Via The Hollywood Reporter, writer and producer Ron Friedman passed away on Tuesday, September 16. He was 93 years old. Active from 1965 to 1995, Friedman was best known for his work in animation, including developing the original G.I. Joe: A Real American Hero TV show, and script editing The Transformers; writing the film spin-offs for both series; and for overseeing the 1994 Fantastic Four and Iron Man cartoons.
Born in West Virginia in 1932, Friedman originally trained as an architect at Carnegie Mellon University. He racked up multiple writing credits on live-action TV, including The Danny Kaye Show (for which he was nominated for a Primetime Emmy Award), The Andy Griffith Show, Bewitched, Gilligan’s Island, The Odd Couple, Happy Days, My Favorite Martian, Get Smart, I Dream of Jeannie, Starsky and Hutch, The Fall Guy, and Fantasy Island.

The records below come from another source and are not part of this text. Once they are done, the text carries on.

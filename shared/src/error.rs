//! Error types for Peertun.

use thiserror::Error;

pub type Result<T> = std::result::Result<T, Error>;

#[derive(Debug, Error)]
pub enum Error {
    #[error("Peer not connected")]
    NotConnected,

    #[error("Signaling error: {0}")]
    Signaling(String),

    #[error("Peer error: {0}")]
    Peer(#[from] webrtc::Error),

    #[error("Broker error: {0}")]
    Broker(#[from] rumqttc::ClientError),

    #[error("Serialization error: {0}")]
    Serialization(#[from] serde_json::Error),

    #[error("Invalid body encoding: {0}")]
    Encoding(#[from] base64::DecodeError),

    #[error("Config error: {0}")]
    Config(String),

    #[error("IO error: {0}")]
    Io(#[from] std::io::Error),
}
use scroll_restore::{RestoreOutcome, ScrollManager};

/// View-layer binding for the viewport.
///
/// Call [`WindowScroller::mount`] once when the view first renders and
/// [`WindowScroller::update`] after every re-render (typically after navigation).
#[derive(Clone, Debug, Default)]
pub struct WindowScroller {
    misuse_reported: bool,
}

impl WindowScroller {
    pub fn new() -> Self {
        Self::default()
    }

    /// First render: restores the window, or scrolls to the fragment target when `hash` names
    /// one. Returns `None` without a manager, or when a fragment scroll was armed.
    pub fn mount(
        &mut self,
        manager: Option<&mut ScrollManager>,
        hash: Option<&str>,
        now_ms: u64,
    ) -> Option<RestoreOutcome> {
        let Some(manager) = manager else {
            self.report_missing_manager();
            return None;
        };
        manager.restore_initial(hash, now_ms)
    }

    /// Re-render: restores the window for the active location. While that location was
    /// reached through a fragment the outcome is [`RestoreOutcome::Superseded`] and the window
    /// is not moved.
    pub fn update(
        &mut self,
        manager: Option<&mut ScrollManager>,
        now_ms: u64,
    ) -> Option<RestoreOutcome> {
        manager.map(|m| m.restore_window(now_ms))
    }

    /// Whether this scroller was used without a manager.
    pub fn misuse_reported(&self) -> bool {
        self.misuse_reported
    }

    fn report_missing_manager(&mut self) {
        if self.misuse_reported {
            return;
        }
        awarn!("WindowScroller only works when given a ScrollManager");
        self.misuse_reported = true;
    }
}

In a 2013 interview, Friedman stated he had been aiming to become a script doctor on Broadway, when he transitioned into animation. “Hasbro did a talent search to find ‘real writers’ to create the G.I. Joe pilot,” he recalled. “I won the contest. I won because I wanted to do a five-part miniseries because there were so many characters that over the course of a 22-minute episode you’d only have time to watch them walk by. That’s not going to endear a young audience to characters.”
Friedman’s work on G.I. Joe led him to his uncredited role on The Transformers, and to write the first two drafts of the movie’s screenplay (which an uncredited Flint Dille finalized), as well as the G.I. Joes’ own movie (completed by Buzz Dixon) in 1987. Despite naming his 2019 memoir I Killed Optimus Prime, Friedman said he had been opposed to the decision for the movie, and ultimately, the backlash to Optimus’s death led to a similar noble sacrifice for Duke in G.I. Joe: The Movie being altered at the last-minute.

Transformers: The Movie proved pivotal to the Marvel UK comic, providing plenty of source material for the original comics needed between reprints of its American counterpart, and the inspiration for writer Simon Furman to introduce the Transformers’ creator god, Primus. Friedman’s own comic book credits were negligible though, consisting of Marvel titles based on the shows he produced (including a 1990 Zorro series). He described his time on Fantastic Four and Iron Man (which composed the Marvel Action Hour block) as suffering from a lack of time or money, and was replaced after the first seasons of both shows by Tom Tataranowicz.
Friedman’s final TV work came in 1995 with an episode of Taz-Mania, and the live-action western series Legend. Afterwards, he worked as a screenwriting lecturer at the University of Southern California, and Chapman University. He and his wife, Valerie, had been in poor health for some time, including Ron receiving a prostate cancer diagnosis, and a GoFundMe had been set up for the couple. His cause of death was listed as being the result of complications from a gastrointestinal infection.
He is survived by Val, whom he married in 1973; information on other survivors was not available at the time of writing, although it is known they had three children, including two daughters, whom Friedman said prompted him to create the female Transformer Arcee for the 1986 movie. At the time, Hasbro’s policy was that there would be no female Transformers, because they considered it a boys’ toy line, but Friedman pushed back against this, wanting his girls to see themselves represented onscreen, and they relented, paving the way for other female Autobots to be introduced in the concurrently-produced second season of the cartoon (which aired before the movie’s release.)